Adrian Weller is Programme Director for AI at The Alan Turing Institute, the UK national institute for data science and AI, and is a Turing AI Fellow leading work on trustworthy Machine Learning (ML). He is a Principal Research Fellow in ML at the University of Cambridge, and at the Leverhulme Centre for the Future of Intelligence where he is Programme Director for Trust and Society. His interests span AI, its commercial applications and helping to ensure beneficial outcomes for society. Previously, Adrian held senior roles in finance. He received a PhD in computer science from Columbia University, and an undergraduate degree in mathematics from Trinity College, Cambridge.

Josh Tenenbaum (MIT)

Joshua Brett Tenenbaum is Professor of Cognitive Science and Computation at the Massachusetts Institute of Technology.
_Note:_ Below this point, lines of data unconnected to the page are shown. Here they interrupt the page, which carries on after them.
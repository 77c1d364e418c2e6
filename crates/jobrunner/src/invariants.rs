//! Debug assertion macros for the invariants documented in `SPEC_FULL.md`.
//!
//! Only active in debug builds (`#[cfg(debug_assertions)]`), so there is
//! zero overhead in release builds. Mirrors the `INV-xxx` convention used
//! throughout this workspace's other crates.

// =============================================================================
// INV-RB-01: Monotonic total
// =============================================================================

/// Assert that `RingBuffer::total` only ever increases.
///
/// Used in: `RingBuffer::write` after updating `total`.
macro_rules! debug_assert_rb_monotonic {
    ($old:expr, $new:expr) => {
        debug_assert!(
            $new >= $old,
            "INV-RB-01 violated: total decreased from {} to {}",
            $old,
            $new
        )
    };
}

// =============================================================================
// INV-RB-02: Physical capacity never shrinks
// =============================================================================

/// Assert that the physical backing array never shrinks.
///
/// Used in: `RingBuffer::grow_to`.
macro_rules! debug_assert_rb_no_shrink {
    ($old_len:expr, $new_len:expr) => {
        debug_assert!(
            $new_len >= $old_len,
            "INV-RB-02 violated: physical buffer shrank from {} to {}",
            $old_len,
            $new_len
        )
    };
}

// =============================================================================
// INV-JOB-01: stopped_at set iff running transitioned true -> false
// =============================================================================

/// Assert that `stopped_at` is being set exactly at the true->false
/// transition of `running`, never before or twice.
///
/// Used in: `JobShared::mark_stopped`.
macro_rules! debug_assert_stopped_once {
    ($was_running:expr, $stopped_at_was_none:expr) => {
        debug_assert!(
            $was_running && $stopped_at_was_none,
            "INV-JOB-01 violated: mark_stopped called with running={} stopped_at already set={}",
            $was_running,
            !$stopped_at_was_none
        )
    };
}

// =============================================================================
// INV-JOB-02: started_at <= stopped_at whenever both are defined
// =============================================================================

/// Assert ordering between a job's start and stop timestamps.
///
/// Used in: `JobShared::mark_stopped`.
macro_rules! debug_assert_started_before_stopped {
    ($started_at:expr, $stopped_at:expr) => {
        debug_assert!(
            $stopped_at >= $started_at,
            "INV-JOB-02 violated: stopped_at precedes started_at"
        )
    };
}

// =============================================================================
// INV-JOB-03: no append after running=false
// =============================================================================

/// Assert no bytes are appended to a job's buffer once it has stopped.
///
/// Used in: `JobShared::append`.
macro_rules! debug_assert_no_append_after_stop {
    ($running:expr) => {
        debug_assert!(
            $running,
            "INV-JOB-03 violated: append called after running was set false"
        )
    };
}

pub(crate) use debug_assert_no_append_after_stop;
pub(crate) use debug_assert_rb_monotonic;
pub(crate) use debug_assert_rb_no_shrink;
pub(crate) use debug_assert_started_before_stopped;
pub(crate) use debug_assert_stopped_once;
use jobrunner::{new_runner, Job, JobError, RunnerConfig, RunnerError, Writer};
use std::sync::atomic::{AtomicBool, Ordering};
use std::sync::Arc;
use std::time::Duration;
use tokio::io::{AsyncReadExt, AsyncWriteExt};
use tokio_util::sync::CancellationToken;

fn init_tracing() {
    let _ = tracing_subscriber::fmt::try_init();
}

/// Writes a fixed set of lines on an interval, then returns. Used to drive
/// the streaming/tailing scenarios deterministically with `tokio::time`.
struct LineEmitter {
    lines: Vec<&'static str>,
    interval: Duration,
}

impl Job for LineEmitter {
    async fn start(&self, _ctx: CancellationToken, mut writer: Writer) -> Result<(), JobError> {
        let mut ticker = tokio::time::interval(self.interval);
        ticker.tick().await; // first tick fires immediately
        for line in &self.lines {
            writer.write_all(line.as_bytes()).await?;
            ticker.tick().await;
        }
        Ok(())
    }

    async fn stop(&self, _ctx: CancellationToken) -> Result<(), JobError> {
        Ok(())
    }
}

/// Writes one chunk and returns immediately, dropping its writer.
struct InstantJob(&'static [u8]);

impl Job for InstantJob {
    async fn start(&self, _ctx: CancellationToken, mut writer: Writer) -> Result<(), JobError> {
        writer.write_all(self.0).await?;
        Ok(())
    }

    async fn stop(&self, _ctx: CancellationToken) -> Result<(), JobError> {
        Ok(())
    }
}

/// Never produces output on its own; stays "running" until `stop` is
/// called, at which point it drops its writer.
struct HangingJob {
    stopped: Arc<AtomicBool>,
}

impl Job for HangingJob {
    async fn start(&self, ctx: CancellationToken, writer: Writer) -> Result<(), JobError> {
        ctx.cancelled().await;
        drop(writer);
        Ok(())
    }

    async fn stop(&self, _ctx: CancellationToken) -> Result<(), JobError> {
        self.stopped.store(true, Ordering::SeqCst);
        Ok(())
    }
}

/// `stop` always fails; used to test that `Runner::stop`/`close` surface
/// the job's own error.
struct FailingStopJob;

impl Job for FailingStopJob {
    async fn start(&self, ctx: CancellationToken, writer: Writer) -> Result<(), JobError> {
        ctx.cancelled().await;
        drop(writer);
        Ok(())
    }

    async fn stop(&self, _ctx: CancellationToken) -> Result<(), JobError> {
        Err("stop always fails in this job".into())
    }
}

#[tokio::test]
async fn run_registers_and_collects_output() {
    let runner = new_runner(RunnerConfig::default());
    let id = runner
        .run(CancellationToken::new(), Arc::new(InstantJob(b"hello")))
        .await
        .unwrap();

    // give the spawned start() task a chance to write and return.
    tokio::time::sleep(Duration::from_millis(20)).await;

    let status = runner.status(id).unwrap();
    assert_eq!(status.id, id);

    let mut reader = runner.new_reader(id).await.unwrap();
    let mut out = Vec::new();
    reader.read_to_end(&mut out).await.unwrap();
    assert_eq!(out, b"hello");
}

#[tokio::test]
async fn new_reader_on_unknown_id_is_not_found() {
    let runner = new_runner(RunnerConfig::default());
    let id = runner
        .run(CancellationToken::new(), Arc::new(InstantJob(b"x")))
        .await
        .unwrap();
    // spin up and immediately evict by constructing a tiny-capacity runner instead
    let tiny = new_runner(RunnerConfig::new(1, 1024, 64, Duration::from_millis(10)));
    let evicted_id = tiny
        .run(CancellationToken::new(), Arc::new(InstantJob(b"a")))
        .await
        .unwrap();
    tiny.run(CancellationToken::new(), Arc::new(InstantJob(b"b")))
        .await
        .unwrap();

    assert!(matches!(
        tiny.new_reader(evicted_id).await,
        Err(RunnerError::JobNotFound(_))
    ));
    // the original runner is unaffected
    assert!(runner.status(id).is_some());
}

#[tokio::test]
async fn late_joining_reader_sees_full_retained_history() {
    let runner = new_runner(RunnerConfig::default());
    let id = runner
        .run(CancellationToken::new(), Arc::new(InstantJob(b"already written")))
        .await
        .unwrap();
    tokio::time::sleep(Duration::from_millis(20)).await;

    let mut reader = runner.new_reader(id).await.unwrap();
    let mut out = Vec::new();
    reader.read_to_end(&mut out).await.unwrap();
    assert_eq!(out, b"already written");
}

#[tokio::test]
async fn multiple_readers_each_see_the_full_stream() {
    let runner = new_runner(RunnerConfig::default());
    let id = runner
        .run(
            CancellationToken::new(),
            Arc::new(LineEmitter {
                lines: vec!["a", "b", "c"],
                interval: Duration::from_millis(5),
            }),
        )
        .await
        .unwrap();

    let mut r1 = runner.new_reader(id).await.unwrap();
    let mut r2 = runner.new_reader(id).await.unwrap();

    let mut out1 = Vec::new();
    let mut out2 = Vec::new();
    let (res1, res2) = tokio::join!(r1.read_to_end(&mut out1), r2.read_to_end(&mut out2));
    res1.unwrap();
    res2.unwrap();

    assert_eq!(out1, b"abc");
    assert_eq!(out2, b"abc");
}

#[tokio::test]
async fn stop_invokes_job_stop_and_unblocks_readers() {
    let runner = new_runner(RunnerConfig::default());
    let stopped = Arc::new(AtomicBool::new(false));
    let id = runner
        .run(
            CancellationToken::new(),
            Arc::new(HangingJob {
                stopped: Arc::clone(&stopped),
            }),
        )
        .await
        .unwrap();

    assert!(runner.status(id).is_some());

    runner.stop(CancellationToken::new(), id).await.unwrap();
    assert!(stopped.load(Ordering::SeqCst));

    // HangingJob::start never returns on its own (it awaits the token
    // passed to `run`, which nothing here cancels); stop() must force the
    // writer closed itself for the collector to observe EOF.
    tokio::time::sleep(Duration::from_millis(20)).await;
    let status = runner.status(id).unwrap();
    assert!(!status.running);
    assert!(status.stopped_at.is_some());
}

#[tokio::test]
async fn stop_on_already_stopped_job_is_rejected() {
    let runner = new_runner(RunnerConfig::default());
    let id = runner
        .run(CancellationToken::new(), Arc::new(InstantJob(b"done")))
        .await
        .unwrap();
    tokio::time::sleep(Duration::from_millis(20)).await;

    assert!(matches!(
        runner.stop(CancellationToken::new(), id).await,
        Err(RunnerError::JobNotRunning(_))
    ));
}

#[tokio::test]
async fn stop_propagates_the_jobs_own_error() {
    let runner = new_runner(RunnerConfig::default());
    let id = runner
        .run(CancellationToken::new(), Arc::new(FailingStopJob))
        .await
        .unwrap();

    let err = runner.stop(CancellationToken::new(), id).await.unwrap_err();
    match err {
        RunnerError::Job { id: failed_id, .. } => assert_eq!(failed_id, id),
        other => panic!("expected RunnerError::Job, got {other:?}"),
    }
}

#[tokio::test]
async fn close_stops_every_running_job() {
    let runner = new_runner(RunnerConfig::default());
    let stopped_a = Arc::new(AtomicBool::new(false));
    let stopped_b = Arc::new(AtomicBool::new(false));

    runner
        .run(
            CancellationToken::new(),
            Arc::new(HangingJob {
                stopped: Arc::clone(&stopped_a),
            }),
        )
        .await
        .unwrap();
    runner
        .run(
            CancellationToken::new(),
            Arc::new(HangingJob {
                stopped: Arc::clone(&stopped_b),
            }),
        )
        .await
        .unwrap();
    runner
        .run(CancellationToken::new(), Arc::new(InstantJob(b"already done")))
        .await
        .unwrap();
    tokio::time::sleep(Duration::from_millis(20)).await;

    runner.close(CancellationToken::new()).await.unwrap();

    assert!(stopped_a.load(Ordering::SeqCst));
    assert!(stopped_b.load(Ordering::SeqCst));
}

#[tokio::test]
async fn list_reports_every_job_in_the_index() {
    let runner = new_runner(RunnerConfig::default());
    let id1 = runner
        .run(CancellationToken::new(), Arc::new(InstantJob(b"1")))
        .await
        .unwrap();
    let id2 = runner
        .run(CancellationToken::new(), Arc::new(InstantJob(b"2")))
        .await
        .unwrap();

    let ids: Vec<_> = runner.list().into_iter().map(|s| s.id).collect();
    assert!(ids.contains(&id1));
    assert!(ids.contains(&id2));
}

#[tokio::test]
async fn run_rejects_an_already_cancelled_context() {
    let runner = new_runner(RunnerConfig::default());
    let ctx = CancellationToken::new();
    ctx.cancel();

    let err = runner.run(ctx, Arc::new(InstantJob(b"x"))).await.unwrap_err();
    assert!(matches!(err, RunnerError::Cancelled));
}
He is known for contributions to mathematical psychology and Bayesian cognitive science. He previously taught at Stanford University, where he was the Wasow Visiting Fellow from October 2010 to January 2011. Tenenbaum received his undergraduate degree in physics from Yale University in 1993, and his Ph.D. from MIT in 1999. His work primarily focuses on analyzing probabilistic inference as the engine of human cognition and as a means to develop machine learning.